▸ MATERIAL PROVIDED
Segment Open
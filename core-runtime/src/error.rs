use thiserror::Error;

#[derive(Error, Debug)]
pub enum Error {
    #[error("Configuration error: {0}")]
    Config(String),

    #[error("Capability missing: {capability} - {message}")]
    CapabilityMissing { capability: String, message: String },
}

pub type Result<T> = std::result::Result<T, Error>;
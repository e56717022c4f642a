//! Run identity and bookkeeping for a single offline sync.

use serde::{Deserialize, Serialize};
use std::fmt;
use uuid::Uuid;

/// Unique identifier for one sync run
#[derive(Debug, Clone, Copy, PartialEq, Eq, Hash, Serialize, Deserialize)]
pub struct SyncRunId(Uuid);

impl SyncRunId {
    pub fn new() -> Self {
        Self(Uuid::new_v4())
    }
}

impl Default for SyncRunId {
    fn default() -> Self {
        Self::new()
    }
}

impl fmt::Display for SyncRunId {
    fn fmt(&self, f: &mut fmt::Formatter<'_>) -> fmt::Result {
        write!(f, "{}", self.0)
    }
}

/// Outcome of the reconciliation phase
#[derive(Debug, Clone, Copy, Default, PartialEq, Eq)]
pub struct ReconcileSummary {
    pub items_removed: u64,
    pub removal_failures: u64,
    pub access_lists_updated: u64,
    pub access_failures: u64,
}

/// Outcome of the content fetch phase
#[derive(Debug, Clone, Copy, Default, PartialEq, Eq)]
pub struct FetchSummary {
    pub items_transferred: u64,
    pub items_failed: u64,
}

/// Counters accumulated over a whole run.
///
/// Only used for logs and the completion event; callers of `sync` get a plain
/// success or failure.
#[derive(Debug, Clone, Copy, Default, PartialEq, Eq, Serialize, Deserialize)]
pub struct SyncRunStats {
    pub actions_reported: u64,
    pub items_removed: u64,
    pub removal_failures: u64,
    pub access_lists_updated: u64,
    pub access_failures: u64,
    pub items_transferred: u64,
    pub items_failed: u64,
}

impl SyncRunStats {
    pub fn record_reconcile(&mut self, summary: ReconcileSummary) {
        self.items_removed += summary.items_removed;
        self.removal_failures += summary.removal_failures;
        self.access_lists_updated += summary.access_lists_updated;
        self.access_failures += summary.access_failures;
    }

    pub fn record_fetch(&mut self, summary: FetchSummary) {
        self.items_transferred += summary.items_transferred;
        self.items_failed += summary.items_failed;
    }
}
Segment Closed
Segment Open
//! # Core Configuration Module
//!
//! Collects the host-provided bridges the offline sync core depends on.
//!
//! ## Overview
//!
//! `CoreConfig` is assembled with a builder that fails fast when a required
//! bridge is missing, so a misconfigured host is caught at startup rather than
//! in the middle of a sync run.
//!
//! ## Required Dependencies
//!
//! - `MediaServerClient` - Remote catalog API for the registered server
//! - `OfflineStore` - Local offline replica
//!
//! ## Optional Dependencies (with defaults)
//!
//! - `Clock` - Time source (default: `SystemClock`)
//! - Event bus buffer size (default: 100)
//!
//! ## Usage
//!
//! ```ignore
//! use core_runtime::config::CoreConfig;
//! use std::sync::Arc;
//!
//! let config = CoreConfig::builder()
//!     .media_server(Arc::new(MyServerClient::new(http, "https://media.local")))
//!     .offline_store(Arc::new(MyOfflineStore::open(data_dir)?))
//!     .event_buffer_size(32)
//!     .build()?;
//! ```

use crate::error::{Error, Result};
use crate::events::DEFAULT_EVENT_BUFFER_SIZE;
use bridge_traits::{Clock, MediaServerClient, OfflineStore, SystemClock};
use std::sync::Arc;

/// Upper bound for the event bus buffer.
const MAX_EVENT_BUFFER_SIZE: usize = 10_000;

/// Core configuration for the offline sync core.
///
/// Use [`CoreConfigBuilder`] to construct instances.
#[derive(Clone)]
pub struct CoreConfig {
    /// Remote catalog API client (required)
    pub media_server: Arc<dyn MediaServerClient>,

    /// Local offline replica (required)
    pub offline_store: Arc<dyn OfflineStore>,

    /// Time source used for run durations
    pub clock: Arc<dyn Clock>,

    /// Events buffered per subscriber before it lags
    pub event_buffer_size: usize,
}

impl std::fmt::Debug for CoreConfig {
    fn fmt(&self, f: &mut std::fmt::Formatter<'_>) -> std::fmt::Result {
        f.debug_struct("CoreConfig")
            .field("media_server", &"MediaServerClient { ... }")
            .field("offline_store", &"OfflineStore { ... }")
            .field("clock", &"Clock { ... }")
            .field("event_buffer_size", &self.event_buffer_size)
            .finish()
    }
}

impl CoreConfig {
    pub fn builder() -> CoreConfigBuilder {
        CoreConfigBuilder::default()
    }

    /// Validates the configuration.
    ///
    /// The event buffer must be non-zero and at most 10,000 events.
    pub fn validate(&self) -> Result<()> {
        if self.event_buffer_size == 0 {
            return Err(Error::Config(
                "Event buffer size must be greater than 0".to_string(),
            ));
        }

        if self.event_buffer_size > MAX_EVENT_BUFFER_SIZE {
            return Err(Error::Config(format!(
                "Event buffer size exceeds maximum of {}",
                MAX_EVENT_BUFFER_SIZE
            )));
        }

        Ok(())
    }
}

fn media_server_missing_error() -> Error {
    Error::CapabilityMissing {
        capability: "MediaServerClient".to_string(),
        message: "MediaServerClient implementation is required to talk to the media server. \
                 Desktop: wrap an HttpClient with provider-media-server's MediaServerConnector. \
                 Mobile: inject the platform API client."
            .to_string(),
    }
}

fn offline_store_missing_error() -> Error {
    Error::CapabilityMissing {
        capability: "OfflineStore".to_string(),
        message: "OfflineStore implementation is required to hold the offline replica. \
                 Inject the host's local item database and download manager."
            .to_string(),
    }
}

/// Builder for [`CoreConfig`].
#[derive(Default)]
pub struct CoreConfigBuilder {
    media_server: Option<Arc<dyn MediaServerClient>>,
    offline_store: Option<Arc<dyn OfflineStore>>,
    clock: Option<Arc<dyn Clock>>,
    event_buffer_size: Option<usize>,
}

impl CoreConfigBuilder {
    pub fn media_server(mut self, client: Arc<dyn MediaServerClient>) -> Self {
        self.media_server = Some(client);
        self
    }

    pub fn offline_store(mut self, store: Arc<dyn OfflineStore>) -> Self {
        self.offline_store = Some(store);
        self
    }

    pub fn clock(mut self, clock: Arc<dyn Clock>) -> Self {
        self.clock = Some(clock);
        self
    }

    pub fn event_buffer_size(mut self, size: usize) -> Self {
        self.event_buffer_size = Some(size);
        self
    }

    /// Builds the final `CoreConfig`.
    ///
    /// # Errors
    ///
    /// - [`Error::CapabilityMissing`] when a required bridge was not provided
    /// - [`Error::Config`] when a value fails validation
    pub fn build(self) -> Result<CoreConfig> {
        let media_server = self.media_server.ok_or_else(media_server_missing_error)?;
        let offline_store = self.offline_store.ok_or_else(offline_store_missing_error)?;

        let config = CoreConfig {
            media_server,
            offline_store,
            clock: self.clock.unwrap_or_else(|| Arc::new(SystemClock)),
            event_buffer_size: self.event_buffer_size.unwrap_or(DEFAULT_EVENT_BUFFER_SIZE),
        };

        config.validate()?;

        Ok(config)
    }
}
Segment Closed
Segment Open
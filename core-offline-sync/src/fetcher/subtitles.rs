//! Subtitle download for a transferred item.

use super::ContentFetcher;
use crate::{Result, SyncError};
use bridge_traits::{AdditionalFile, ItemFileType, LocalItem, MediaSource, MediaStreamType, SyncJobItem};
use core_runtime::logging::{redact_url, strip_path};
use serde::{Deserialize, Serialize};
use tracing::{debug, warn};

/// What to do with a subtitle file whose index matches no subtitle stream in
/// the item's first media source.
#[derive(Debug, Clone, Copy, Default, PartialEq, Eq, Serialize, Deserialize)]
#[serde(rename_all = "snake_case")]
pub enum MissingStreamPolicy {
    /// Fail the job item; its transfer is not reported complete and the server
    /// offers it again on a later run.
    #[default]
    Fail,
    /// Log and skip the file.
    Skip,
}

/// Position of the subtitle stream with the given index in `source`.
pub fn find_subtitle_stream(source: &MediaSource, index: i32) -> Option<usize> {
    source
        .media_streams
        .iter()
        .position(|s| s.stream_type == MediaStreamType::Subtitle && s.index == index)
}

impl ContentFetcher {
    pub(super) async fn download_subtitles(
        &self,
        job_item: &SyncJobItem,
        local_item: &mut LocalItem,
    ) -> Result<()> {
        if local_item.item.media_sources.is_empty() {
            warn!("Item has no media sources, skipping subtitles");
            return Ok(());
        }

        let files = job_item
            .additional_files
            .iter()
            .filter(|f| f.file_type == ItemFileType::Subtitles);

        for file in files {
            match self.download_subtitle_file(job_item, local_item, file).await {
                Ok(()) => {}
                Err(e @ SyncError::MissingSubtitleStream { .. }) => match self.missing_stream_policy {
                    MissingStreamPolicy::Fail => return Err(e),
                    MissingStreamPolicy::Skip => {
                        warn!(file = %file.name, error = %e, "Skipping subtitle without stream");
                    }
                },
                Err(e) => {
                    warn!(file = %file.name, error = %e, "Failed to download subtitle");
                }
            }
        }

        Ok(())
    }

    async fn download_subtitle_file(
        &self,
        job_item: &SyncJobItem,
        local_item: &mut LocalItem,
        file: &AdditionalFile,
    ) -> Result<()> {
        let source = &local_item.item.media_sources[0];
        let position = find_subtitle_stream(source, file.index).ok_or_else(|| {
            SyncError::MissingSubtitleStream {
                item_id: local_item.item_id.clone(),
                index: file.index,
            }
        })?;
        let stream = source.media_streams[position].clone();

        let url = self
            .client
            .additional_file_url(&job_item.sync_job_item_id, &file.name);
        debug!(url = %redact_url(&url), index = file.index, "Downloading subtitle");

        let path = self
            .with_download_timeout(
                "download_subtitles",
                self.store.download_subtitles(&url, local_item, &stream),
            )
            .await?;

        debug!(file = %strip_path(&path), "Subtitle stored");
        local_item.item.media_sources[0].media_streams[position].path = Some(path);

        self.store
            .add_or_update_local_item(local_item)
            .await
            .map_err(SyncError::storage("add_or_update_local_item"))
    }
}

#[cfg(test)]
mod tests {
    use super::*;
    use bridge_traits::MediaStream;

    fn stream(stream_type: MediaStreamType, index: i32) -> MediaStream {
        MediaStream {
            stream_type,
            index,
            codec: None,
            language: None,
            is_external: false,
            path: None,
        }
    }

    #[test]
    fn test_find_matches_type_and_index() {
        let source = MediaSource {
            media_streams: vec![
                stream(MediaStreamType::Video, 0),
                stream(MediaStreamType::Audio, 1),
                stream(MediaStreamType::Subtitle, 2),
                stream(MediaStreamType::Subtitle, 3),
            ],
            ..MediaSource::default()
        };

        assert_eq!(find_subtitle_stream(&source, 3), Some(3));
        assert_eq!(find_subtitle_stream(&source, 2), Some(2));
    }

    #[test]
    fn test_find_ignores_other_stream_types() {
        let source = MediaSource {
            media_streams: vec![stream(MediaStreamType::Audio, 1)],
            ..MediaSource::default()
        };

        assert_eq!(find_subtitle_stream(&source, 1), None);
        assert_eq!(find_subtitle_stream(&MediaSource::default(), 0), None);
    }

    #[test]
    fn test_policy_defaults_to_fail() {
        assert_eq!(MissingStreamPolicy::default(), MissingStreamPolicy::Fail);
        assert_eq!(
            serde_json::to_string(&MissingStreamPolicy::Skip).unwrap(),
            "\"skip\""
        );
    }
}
Segment Closed
▸ ACTION ITEM
Repeat, exactly as they stand above, the lines from the line with "filename core-runtime/src/error.rs" to the line with "use std::fmt;", both lines included.

▸ RESPONSE FOR THIS EXERCISE
filename core-runtime/src/error.rs
use thiserror::Error;

#[derive(Error, Debug)]
pub enum Error {
    #[error("Configuration error: {0}")]
    Config(String),

    #[error("Capability missing: {capability} - {message}")]
    CapabilityMissing { capability: String, message: String },
}

pub type Result<T> = std::result::Result<T, Error>;
repository e56717022c4f642a
//! Run identity and bookkeeping for a single offline sync.

use serde::{Deserialize, Serialize};
use std::fmt;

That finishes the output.